1.8 统计学处理 采用SPSS 22.0 统计软件。计量资料以表示，组间比较采用两独立样本t检验。P＜0.05 为差异有统计学意义。

2 结果

2.1 MeSA（RGD）水凝胶与MeSA 水凝胶对BMSCs 形态影响的比较 细胞在水凝胶表面培养3 d 后，BMSCs在MeSA（RGD）水凝胶表面可以很好地铺展和黏附，而在MeSA 水凝胶表面成独立的球形结构，见图1。BMSCs 在水凝胶三维培养体系中培养7 d 后，在MeSA水凝胶中的细胞呈球形并且相对独立，而在MeSA（RGD）水凝胶内可以向基质中伸展和迁移，并出现相互聚集的现象，细胞增殖明显，细胞和基质间的相互作用更显著，见图2（插页）。

图1 细胞在水凝胶二维培养体系培养3 d 时的形态电镜下所见[A：在MeSA 水凝胶表面的细胞形态；B：在MeSA（RGD）水凝胶表面的细胞形态]

图2 细胞在水凝胶三维培养体系培养7 d 时的形态电镜下所见[A：在MeSA 水凝胶内的细胞形态；B：在MeSA（RGD）水凝胶内的细胞形态]

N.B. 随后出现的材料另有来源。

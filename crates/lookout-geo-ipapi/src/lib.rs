// # ip-api.com Geolocation Provider
//
// Primary geolocation provider for the lookout system.
//
// ## Payload shape
//
// ip-api.com returns one flat JSON object with an explicit success
// indicator:
//
// ```json
// {
//   "status": "success",
//   "query": "8.8.8.8",
//   "country": "United States",
//   "countryCode": "US",
//   "regionName": "Virginia",
//   "city": "Ashburn",
//   "zip": "20149",
//   "lat": 39.03,
//   "lon": -77.5,
//   "timezone": "America/New_York",
//   "isp": "Google LLC",
//   "org": "Google Public DNS",
//   "as": "AS15169 Google LLC"
// }
// ```
//
// On failure the same endpoint answers 200 with `"status": "fail"` and a
// `message` field. Both that and transport-level faults are reported as
// `Error::Transport` so the orchestrator falls back uniformly.
//
// ## Constraints
//
// One HTTP request per call, no retries, no caching: fallback policy is
// owned by the orchestrator, state by the record store.

use async_trait::async_trait;
use chrono::Utc;
use lookout_core::config::GeoProviderConfig;
use lookout_core::traits::geo_provider::UNKNOWN;
use lookout_core::traits::{GeoProvider, GeoProviderFactory, GeoRecord, GeoSource};
use lookout_core::{Error, ProviderRegistry, Result};
use serde::Deserialize;
use std::time::Duration;

/// Provider name used in logs and error attribution
const PROVIDER_NAME: &str = "ip-api.com";

/// Default endpoint base URL
pub const DEFAULT_URL: &str = "http://ip-api.com/json";

/// Raw ip-api.com payload
///
/// Every field defaults so a sparse answer still maps; the sentinel
/// substitution happens in [`IpApiProvider::into_record`].
#[derive(Debug, Deserialize)]
struct IpApiResponse {
    #[serde(default)]
    status: String,
    #[serde(default)]
    message: String,
    #[serde(default)]
    query: String,
    #[serde(default)]
    country: String,
    #[serde(default, rename = "countryCode")]
    country_code: String,
    #[serde(default, rename = "regionName")]
    region_name: String,
    #[serde(default)]
    city: String,
    #[serde(default)]
    zip: String,
    #[serde(default)]
    lat: f64,
    #[serde(default)]
    lon: f64,
    #[serde(default)]
    timezone: String,
    #[serde(default)]
    isp: String,
    #[serde(default)]
    org: String,
    #[serde(default, rename = "as")]
    as_number: String,
}

/// Substitute the sentinel for fields the provider left empty
fn or_unknown(value: String) -> String {
    if value.is_empty() {
        UNKNOWN.to_string()
    } else {
        value
    }
}

/// ip-api.com backed geolocation provider
pub struct IpApiProvider {
    base_url: String,
    client: reqwest::Client,
}

impl IpApiProvider {
    /// Create a provider against `base_url` with the given request timeout
    pub fn new(base_url: impl Into<String>, timeout: Duration) -> Self {
        Self {
            base_url: base_url.into(),
            client: reqwest::Client::builder()
                .timeout(timeout)
                .build()
                .unwrap_or_default(),
        }
    }

    fn lookup_url(&self, ip: Option<&str>) -> String {
        match ip {
            Some(ip) => format!("{}/{}", self.base_url, ip),
            None => format!("{}/", self.base_url),
        }
    }

    /// Map a successful payload into the canonical record
    fn into_record(response: IpApiResponse) -> GeoRecord {
        GeoRecord {
            ip: or_unknown(response.query),
            country: or_unknown(response.country),
            country_code: or_unknown(response.country_code),
            region: or_unknown(response.region_name),
            city: or_unknown(response.city),
            postal: or_unknown(response.zip),
            latitude: response.lat,
            longitude: response.lon,
            timezone: or_unknown(response.timezone),
            isp: or_unknown(response.isp),
            org: or_unknown(response.org),
            as_number: or_unknown(response.as_number),
            source: GeoSource::Primary,
            captured_at: Utc::now(),
        }
    }

    async fn fetch(&self, url: &str) -> Result<IpApiResponse> {
        let response = self
            .client
            .get(url)
            .send()
            .await
            .map_err(|e| Error::transport(PROVIDER_NAME, format!("Request failed: {}", e)))?;

        if !response.status().is_success() {
            return Err(Error::transport(
                PROVIDER_NAME,
                format!("HTTP error: {}", response.status()),
            ));
        }

        // An unreadable payload is a parse fault, not a transport one:
        // it surfaces immediately instead of triggering fallback.
        let payload: IpApiResponse = response.json().await.map_err(|e| {
            Error::parse(format!("Unexpected {} payload: {}", PROVIDER_NAME, e))
        })?;

        if payload.status != "success" {
            // ip-api answers 200 with status=fail for private ranges,
            // rate limits and malformed queries.
            return Err(Error::transport(
                PROVIDER_NAME,
                format!("Provider reported failure: {}", or_unknown(payload.message)),
            ));
        }

        Ok(payload)
    }
}

#[async_trait]
impl GeoProvider for IpApiProvider {
    async fn lookup(&self, ip: Option<&str>) -> Result<GeoRecord> {
        let url = self.lookup_url(ip);
        tracing::debug!("Querying {} ({})", PROVIDER_NAME, url);

        let payload = self.fetch(&url).await?;
        Ok(Self::into_record(payload))
    }

    async fn public_ip(&self) -> Result<String> {
        // Minimal field selection: no geolocation payload requested.
        let url = format!("{}/?fields=status,message,query", self.base_url);
        let payload = self.fetch(&url).await?;

        if payload.query.is_empty() {
            return Err(Error::transport(PROVIDER_NAME, "Empty query field"));
        }
        Ok(payload.query)
    }

    fn name(&self) -> &'static str {
        PROVIDER_NAME
    }

    fn source(&self) -> GeoSource {
        GeoSource::Primary
    }
}

/// Factory for creating ip-api.com providers
pub struct IpApiFactory;

impl GeoProviderFactory for IpApiFactory {
    fn create(&self, config: &GeoProviderConfig) -> Result<Box<dyn GeoProvider>> {
        match config {
            GeoProviderConfig::IpApi { url, timeout_secs } => Ok(Box::new(IpApiProvider::new(
                url.clone(),
                Duration::from_secs(*timeout_secs),
            ))),
            _ => Err(Error::config("Invalid config for ip-api provider")),
        }
    }
}

/// Register the ip-api.com provider with a registry
pub fn register(registry: &ProviderRegistry) {
    registry.register_geo_provider("ipapi", Box::new(IpApiFactory));
}
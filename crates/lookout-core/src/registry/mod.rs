//! Plugin-based provider registry
//!
//! The registry allows geolocation providers to be registered dynamically
//! at runtime, avoiding hardcoded if-else chains. Provider crates expose a
//! `register()` function that installs their factory:
//!
//! ```rust,ignore
//! // In a provider crate
//! pub fn register(registry: &ProviderRegistry) {
//!     registry.register_geo_provider("ipapi", Box::new(IpApiFactory));
//! }
//! ```
//!
//! The caller then builds the ordered lookup chain from configuration:
//!
//! ```rust,ignore
//! let providers = registry.create_chain(&config.providers)?;
//! let lookup = IpLookup::new(providers)?;
//! ```

use crate::config::GeoProviderConfig;
use crate::error::{Error, Result};
use crate::traits::{GeoProvider, GeoProviderFactory};
use std::collections::HashMap;
use std::sync::RwLock;

/// Registry of geolocation provider factories
///
/// ## Thread Safety
///
/// The registry uses interior mutability with RwLock, allowing concurrent
/// reads and exclusive writes.
#[derive(Default)]
pub struct ProviderRegistry {
    providers: RwLock<HashMap<String, Box<dyn GeoProviderFactory>>>,
}

impl ProviderRegistry {
    /// Create a new empty registry
    pub fn new() -> Self {
        Self::default()
    }

    /// Register a geolocation provider factory under `name`
    pub fn register_geo_provider(
        &self,
        name: impl Into<String>,
        factory: Box<dyn GeoProviderFactory>,
    ) {
        let name = name.into();
        let mut providers = self.providers.write().unwrap();
        providers.insert(name, factory);
    }

    /// Create a provider instance from configuration
    ///
    /// Fails with a configuration error when no factory is registered for
    /// the config's type name.
    pub fn create_geo_provider(&self, config: &GeoProviderConfig) -> Result<Box<dyn GeoProvider>> {
        let provider_type = config.type_name();
        let providers = self.providers.read().unwrap();

        let factory = providers
            .get(provider_type)
            .ok_or_else(|| Error::config(format!("Unknown provider type: {}", provider_type)))?;

        factory.create(config)
    }

    /// Create the ordered provider chain described by `configs`
    pub fn create_chain(&self, configs: &[GeoProviderConfig]) -> Result<Vec<Box<dyn GeoProvider>>> {
        configs.iter().map(|c| self.create_geo_provider(c)).collect()
    }

    /// List all registered provider types
    pub fn list_geo_providers(&self) -> Vec<String> {
        let providers = self.providers.read().unwrap();
        providers.keys().cloned().collect()
    }

    /// Check if a provider type is registered
    pub fn has_geo_provider(&self, name: &str) -> bool {
        let providers = self.providers.read().unwrap();
        providers.contains_key(name)
    }
}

2.2 MeSA（RGD）水凝胶与MeSA 水凝胶对BMSCs 增殖活性的比较 随着培养时间的延长，细胞增殖活性呈现上升趋势。无论在MeSA（RGD）水凝胶二维或是三维培养体系，BMSCs 增殖活性明显高于在MeSA 水凝胶中（均P＜0.05），见图3。这表明，MeSA（RGD）水凝胶可以更好地促进BMSCs 的增殖活性。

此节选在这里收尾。